*Supplied data*
* * *
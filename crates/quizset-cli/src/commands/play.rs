//! The `quizset play` command.
//!
//! Deals `games_per_session` games for one player and reads the points for
//! each asked question from stdin, one value per line. `q` or end of input
//! ends the session early.

use std::io::{self, BufRead, Write};
use std::path::PathBuf;

use anyhow::Result;
use rand::rngs::StdRng;
use rand::SeedableRng;

use quizset_core::config::{load_config_from, QuizConfig};
use quizset_core::ledger::ScoreLedger;
use quizset_core::model::Question;
use quizset_core::parser::load_bank;
use quizset_core::session::SessionContext;
use quizset_core::store::JsonFileScoreStore;
use quizset_core::traits::{QuestionRepository, ScoreStore};

use super::score::format_history;

pub fn execute(
    user: String,
    bank_path: PathBuf,
    seed: Option<u64>,
    config_path: Option<PathBuf>,
) -> Result<()> {
    let config = load_config_from(config_path.as_deref())?;
    let bank = load_bank(&bank_path)?;
    let ledger = ScoreLedger::new(JsonFileScoreStore::new(config.ledger_path.clone()));
    let mut rng = match seed {
        Some(seed) => StdRng::seed_from_u64(seed),
        None => StdRng::from_entropy(),
    };

    let stdin = io::stdin();
    let stdout = io::stdout();
    let mut session = SessionContext::new(&user)?;
    run_session(
        &mut session,
        &config,
        &bank,
        &ledger,
        &mut rng,
        &mut stdin.lock(),
        &mut stdout.lock(),
    )
}

/// What the player typed for one question.
enum Answer {
    Points(i64),
    Quit,
}

fn run_session<R, S>(
    session: &mut SessionContext,
    config: &QuizConfig,
    bank: &R,
    ledger: &ScoreLedger<S>,
    rng: &mut StdRng,
    input: &mut impl BufRead,
    out: &mut impl Write,
) -> Result<()>
where
    R: QuestionRepository,
    S: ScoreStore,
{
    'games: while session.wants_more(config.games_per_session) {
        let mut game = session.deal_game(&config.rules, bank, rng);
        writeln!(out, "Game {} ({} question(s))", game.number, game.remaining())?;

        while let Some((category, question)) = game.next_question(rng) {
            writeln!(out, "[{category}] #{}: {}", question.id, question.text)?;
            loop {
                let points = match read_answer(input, out)? {
                    Answer::Quit => {
                        session.quit();
                        break 'games;
                    }
                    Answer::Points(points) => points,
                };
                match session.record(ledger, question.id, points) {
                    Ok(entry) => {
                        writeln!(out, "History: {}", format_history(&entry.points))?;
                        show_answer(&question, out)?;
                        break;
                    }
                    Err(e) if e.is_input_error() => writeln!(out, "{e}")?,
                    Err(e) => return Err(e.into()),
                }
            }
        }
        session.finish_game();
    }

    writeln!(
        out,
        "Session over: {} game(s) played.",
        session.games_played
    )?;
    Ok(())
}

fn read_answer(input: &mut impl BufRead, out: &mut impl Write) -> Result<Answer> {
    loop {
        write!(out, "Points (0-5, q to quit): ")?;
        out.flush()?;

        let mut line = String::new();
        if input.read_line(&mut line)? == 0 {
            writeln!(out)?;
            return Ok(Answer::Quit);
        }
        let line = line.trim();
        if line.eq_ignore_ascii_case("q") {
            return Ok(Answer::Quit);
        }
        match line.parse::<i64>() {
            Ok(points) => return Ok(Answer::Points(points)),
            Err(_) => writeln!(out, "Not a number: {line:?}")?,
        }
    }
}

fn show_answer(question: &Question, out: &mut impl Write) -> io::Result<()> {
    match &question.answer {
        Some(answer) => writeln!(out, "Answer: {answer}"),
        None => Ok(()),
    }
}
//! The `quizset init` command.

use anyhow::Result;

pub fn execute() -> Result<()> {
    // Create quizset.toml
    if std::path::Path::new("quizset.toml").exists() {
        println!("quizset.toml already exists, skipping.");
    } else {
        std::fs::write("quizset.toml", SAMPLE_CONFIG)?;
        println!("Created quizset.toml");
    }

    // Create example bank
    std::fs::create_dir_all("banks")?;
    let example_path = std::path::Path::new("banks/example.toml");
    if example_path.exists() {
        println!("banks/example.toml already exists, skipping.");
    } else {
        std::fs::write(example_path, EXAMPLE_BANK)?;
        println!("Created banks/example.toml");
    }

    println!("\nNext steps:");
    println!("  1. Add questions to banks/example.toml");
    println!("  2. Run: quizset validate --bank banks/example.toml");
    println!("  3. Run: quizset draw --bank banks/example.toml");
    println!("  4. Run: quizset play --user <name> --bank banks/example.toml");

    Ok(())
}

const SAMPLE_CONFIG: &str = r#"# quizset configuration

ledger_path = "./quizset-ledger.json"
# games dealt per `quizset play` session
games_per_session = 1

# budget = difficulty points per set (easy=1, medium=2, hard=3)
[rules.behavioral]
budget = 6
min_easy = 1
min_medium = 1
min_hard = 0

[rules.theoretical]
budget = 9
min_easy = 1
min_medium = 1
min_hard = 0

[rules.coding]
budget = 9
min_easy = 2
min_medium = 2
min_hard = 0
"#;

const EXAMPLE_BANK: &str = r#"[[questions]]
id = 1
category = "behavioral"
difficulty = 1
text = "Tell me about yourself."
time_limits = [120]

[[questions]]
id = 2
category = "behavioral"
difficulty = 1
text = "Why do you want to work here?"

[[questions]]
id = 3
category = "behavioral"
difficulty = 2
text = "Describe a time you disagreed with a teammate. What happened?"
answer = "Situation, task, action, result."

[[questions]]
id = 4
category = "behavioral"
difficulty = 3
text = "Tell me about a project that failed and what you would change."

[[questions]]
id = 5
category = "theoretical"
difficulty = 1
text = "What is the difference between a process and a thread?"

[[questions]]
id = 6
category = "theoretical"
difficulty = 2
text = "Explain how a hash map handles collisions."

[[questions]]
id = 7
category = "theoretical"
difficulty = 2
text = "What does Big-O notation describe?"

[[questions]]
id = 8
category = "theoretical"
difficulty = 3
text = "Explain the CAP theorem."

[[questions]]
id = 9
category = "coding"
difficulty = 1
text = "Reverse a string."
time_limits = [300]

[[questions]]
id = 10
category = "coding"
difficulty = 1
text = "Return the largest number in a list."

[[questions]]
id = 11
category = "coding"
difficulty = 2
text = "Check whether a string of brackets is balanced."

[[questions]]
id = 12
category = "coding"
difficulty = 2
text = "Merge two sorted lists."

[[questions]]
id = 13
category = "coding"
difficulty = 3
text = "Implement an LRU cache."
time_limits = [900, 300]
"#;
* * *
*Exercise*
Reproduce the entire listing so that it matches the original in every line.

*Exercise result*
filename crates/quizset-cli/src/commands/play.rs
//! The `quizset play` command.
//!
//! Deals `games_per_session` games for one player and reads the points for
//! each asked question from stdin, one value per line. `q` or end of input
//! ends the session early.

use std::io::{self, BufRead, Write};
use std::path::PathBuf;

use anyhow::Result;
use rand::rngs::StdRng;
use rand::SeedableRng;

use quizset_core::config::{load_config_from, QuizConfig};
use quizset_core::ledger::ScoreLedger;
use quizset_core::model::Question;
use quizset_core::parser::load_bank;
use quizset_core::session::SessionContext;
use quizset_core::store::JsonFileScoreStore;
use quizset_core::traits::{QuestionRepository, ScoreStore};

use super::score::format_history;

pub fn execute(
    user: String,
    bank_path: PathBuf,
    seed: Option<u64>,
    config_path: Option<PathBuf>,
) -> Result<()> {
    let config = load_config_from(config_path.as_deref())?;
    let bank = load_bank(&bank_path)?;
    let ledger = ScoreLedger::new(JsonFileScoreStore::new(config.ledger_path.clone()));
    let mut rng = match seed {
        Some(seed) => StdRng::seed_from_u64(seed),
        None => StdRng::from_entropy(),
    };

    let stdin = io::stdin();
    let stdout = io::stdout();
    let mut session = SessionContext::new(&user)?;
    run_session(
        &mut session,
        &config,
        &bank,
        &ledger,
        &mut rng,
        &mut stdin.lock(),
        &mut stdout.lock(),
    )
}

/// What the player typed for one question.
enum Answer {
    Points(i64),
    Quit,
}

fn run_session<R, S>(
    session: &mut SessionContext,
    config: &QuizConfig,
    bank: &R,
    ledger: &ScoreLedger<S>,
    rng: &mut StdRng,
    input: &mut impl BufRead,
    out: &mut impl Write,
) -> Result<()>
where
    R: QuestionRepository,
    S: ScoreStore,
{
    'games: while session.wants_more(config.games_per_session) {
        let mut game = session.deal_game(&config.rules, bank, rng);
        writeln!(out, "Game {} ({} question(s))", game.number, game.remaining())?;

        while let Some((category, question)) = game.next_question(rng) {
            writeln!(out, "[{category}] #{}: {}", question.id, question.text)?;
            loop {
                let points = match read_answer(input, out)? {
                    Answer::Quit => {
                        session.quit();
                        break 'games;
                    }
                    Answer::Points(points) => points,
                };
                match session.record(ledger, question.id, points) {
                    Ok(entry) => {
                        writeln!(out, "History: {}", format_history(&entry.points))?;
                        show_answer(&question, out)?;
                        break;
                    }
                    Err(e) if e.is_input_error() => writeln!(out, "{e}")?,
                    Err(e) => return Err(e.into()),
                }
            }
        }
        session.finish_game();
    }

    writeln!(
        out,
        "Session over: {} game(s) played.",
        session.games_played
    )?;
    Ok(())
}

fn read_answer(input: &mut impl BufRead, out: &mut impl Write) -> Result<Answer> {
    loop {
        write!(out, "Points (0-5, q to quit): ")?;
        out.flush()?;

        let mut line = String::new();
        if input.read_line(&mut line)? == 0 {
            writeln!(out)?;
            return Ok(Answer::Quit);
        }
        let line = line.trim();
        if line.eq_ignore_ascii_case("q") {
            return Ok(Answer::Quit);
        }
        match line.parse::<i64>() {
            Ok(points) => return Ok(Answer::Points(points)),
            Err(_) => writeln!(out, "Not a number: {line:?}")?,
        }
    }
}

fn show_answer(question: &Question, out: &mut impl Write) -> io::Result<()> {
    match &question.answer {
        Some(answer) => writeln!(out, "Answer: {answer}"),
        None => Ok(()),
    }
}
//! The `quizset init` command.

use anyhow::Result;

pub fn execute() -> Result<()> {
    // Create quizset.toml
    if std::path::Path::new("quizset.toml").exists() {
        println!("quizset.toml already exists, skipping.");
    } else {
        std::fs::write("quizset.toml", SAMPLE_CONFIG)?;
        println!("Created quizset.toml");
    }

    // Create example bank
    std::fs::create_dir_all("banks")?;
    let example_path = std::path::Path::new("banks/example.toml");
    if example_path.exists() {
        println!("banks/example.toml already exists, skipping.");
    } else {
        std::fs::write(example_path, EXAMPLE_BANK)?;
        println!("Created banks/example.toml");
    }

    println!("\nNext steps:");
    println!("  1. Add questions to banks/example.toml");
    println!("  2. Run: quizset validate --bank banks/example.toml");
    println!("  3. Run: quizset draw --bank banks/example.toml");
    println!("  4. Run: quizset play --user <name> --bank banks/example.toml");

    Ok(())
}

const SAMPLE_CONFIG: &str = r#"# quizset configuration

ledger_path = "./quizset-ledger.json"
# games dealt per `quizset play` session
games_per_session = 1

# budget = difficulty points per set (easy=1, medium=2, hard=3)
[rules.behavioral]
budget = 6
min_easy = 1
min_medium = 1
min_hard = 0

[rules.theoretical]
budget = 9
min_easy = 1
min_medium = 1
min_hard = 0

[rules.coding]
budget = 9
min_easy = 2
min_medium = 2
min_hard = 0
"#;

const EXAMPLE_BANK: &str = r#"[[questions]]
id = 1
category = "behavioral"
difficulty = 1
text = "Tell me about yourself."
time_limits = [120]

[[questions]]
id = 2
category = "behavioral"
difficulty = 1
text = "Why do you want to work here?"

[[questions]]
id = 3
category = "behavioral"
difficulty = 2
text = "Describe a time you disagreed with a teammate. What happened?"
answer = "Situation, task, action, result."

[[questions]]
id = 4
category = "behavioral"
difficulty = 3
text = "Tell me about a project that failed and what you would change."

[[questions]]
id = 5
category = "theoretical"
difficulty = 1
text = "What is the difference between a process and a thread?"

[[questions]]
id = 6
category = "theoretical"
difficulty = 2
text = "Explain how a hash map handles collisions."

[[questions]]
id = 7
category = "theoretical"
difficulty = 2
text = "What does Big-O notation describe?"

[[questions]]
id = 8
category = "theoretical"
difficulty = 3
text = "Explain the CAP theorem."

[[questions]]
id = 9
category = "coding"
difficulty = 1
text = "Reverse a string."
time_limits = [300]

[[questions]]
id = 10
category = "coding"
difficulty = 1
text = "Return the largest number in a list."

[[questions]]
id = 11
category = "coding"
difficulty = 2
text = "Check whether a string of brackets is balanced."

[[questions]]
id = 12
category = "coding"
difficulty = 2
text = "Merge two sorted lists."

[[questions]]
id = 13
category = "coding"
difficulty = 3
text = "Implement an LRU cache."
time_limits = [900, 300]
"#;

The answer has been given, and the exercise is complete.